[Task description] Pick out each line in these entries that contains the string "GameConfig".

-------- Data listing

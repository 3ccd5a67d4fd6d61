use std::{error::Error, time::Duration};
use thiserror::Error;

/// Result alias for storage operations.
pub type StorageResult<T> = Result<T, StorageError>;

/// Error raised by storage backends regardless of the underlying database.
///
/// Every variant is transient from the caller's point of view: the previously
/// persisted snapshot stays authoritative and the request may be retried.
#[derive(Debug, Error)]
pub enum StorageError {
    #[error("storage unavailable: {message}")]
    Unavailable {
        message: String,
        #[source]
        source: Box<dyn Error + Send + Sync>,
    },
    #[error("storage operation `{operation}` timed out after {}ms", .after.as_millis())]
    Timeout {
        operation: &'static str,
        after: Duration,
    },
}

impl StorageError {
    /// Construct an unavailable error from any backend failure.
    pub fn unavailable(message: String, source: impl Error + Send + Sync + 'static) -> Self {
        StorageError::Unavailable {
            message,
            source: Box::new(source),
        }
    }

    /// Construct a timeout error for the named repository operation.
    pub fn timeout(operation: &'static str, after: Duration) -> Self {
        StorageError::Timeout { operation, after }
    }

    /// Whether the caller may retry the operation that produced this error.
    pub fn is_retryable(&self) -> bool {
        matches!(
            self,
            StorageError::Unavailable { .. } | StorageError::Timeout { .. }
        )
    }
}
/// Aggregated state for an in-progress or concluded match.
#[derive(Debug, Clone, PartialEq, Eq)]
pub struct GameSession {
    pub id: Uuid,
    pub state: GameState,
    pub config: GameConfig,
    /// Shuffled once at creation; the order defines leader rotation.
    pub all_players: Vec<Player>,
    pub current_leader_index: usize,
    /// 1..=5, 0 before the first mission.
    pub mission_number: u8,
    /// Failed team votes for the current mission.
    pub team_picking_attempts: u32,
    pub mission_team: Vec<PlayerId>,
    pub last_mission_result: Option<MissionResult>,
    pub mission_results: Vec<MissionResult>,
    /// Set exactly once, when a terminal state is reached.
    pub endgame_reason: Option<String>,
    pub created_at: SystemTime,
    pub updated_at: SystemTime,
}

impl GameSession {
    /// Validate the rosters and build a fresh session.
    ///
    /// The combined roster is shuffled once and the first leader drawn
    /// uniformly from it.
    pub fn new(config: GameConfig, rules: &GameRules) -> Result<Self, SetupError> {
        let good = config.good_team.len();
        let evil = config.evil_team.len();
        if !rules::validate_team_balance(good, evil) {
            return Err(SetupError::UnbalancedTeams { good, evil });
        }
        if !rules.supports_player_count(good + evil) {
            return Err(SetupError::UnsupportedPlayerCount {
                players: good + evil,
            });
        }

        let mut seen = HashSet::new();
        for player in config.good_team.iter().chain(&config.evil_team) {
            if player.id.trim().is_empty() {
                return Err(SetupError::BlankPlayerId);
            }
            if !seen.insert(player.id.as_str()) {
                return Err(SetupError::DuplicatePlayer(player.id.clone()));
            }
        }

        let mut all_players: Vec<Player> = config
            .evil_team
            .iter()
            .chain(&config.good_team)
            .cloned()
            .collect();
        rules::shuffle_players(&mut all_players);
        let current_leader_index = rules::select_initial_leader(&all_players).unwrap_or(0);

        let timestamp = SystemTime::now();
        Ok(Self {
            id: Uuid::new_v4(),
            state: GameState::GameCreated,
            config,
            all_players,
            current_leader_index,
            mission_number: 0,
            team_picking_attempts: 0,
            mission_team: Vec::new(),
            last_mission_result: None,
            mission_results: Vec::new(),
            endgame_reason: None,
            created_at: timestamp,
            updated_at: timestamp,
        })
    }

    pub fn total_players(&self) -> usize {
        self.all_players.len()
    }

    /// Player currently allowed to nominate a mission team.
    pub fn leader(&self) -> &Player {
        &self.all_players[self.current_leader_index]
    }

    pub fn player(&self, id: &str) -> Option<&Player> {
        self.all_players.iter().find(|player| player.id == id)
    }

    pub fn is_on_mission_team(&self, id: &str) -> bool {
        self.mission_team.iter().any(|member| member == id)
    }

    /// Pass leadership to the next player, wrapping past the end of the roster.
    pub fn rotate_leader(&mut self) {
        self.current_leader_index = (self.current_leader_index + 1) % self.all_players.len();
    }

    pub fn successful_missions(&self) -> usize {
        self.mission_results
            .iter()
            .filter(|result| !result.failed)
            .count()
    }

    pub fn failed_missions(&self) -> usize {
        self.mission_results
            .iter()
            .filter(|result| result.failed)
            .count()
    }
}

----------------

[Reply]
    pub config: GameConfig,
    pub fn new(config: GameConfig, rules: &GameRules) -> Result<Self, SetupError> {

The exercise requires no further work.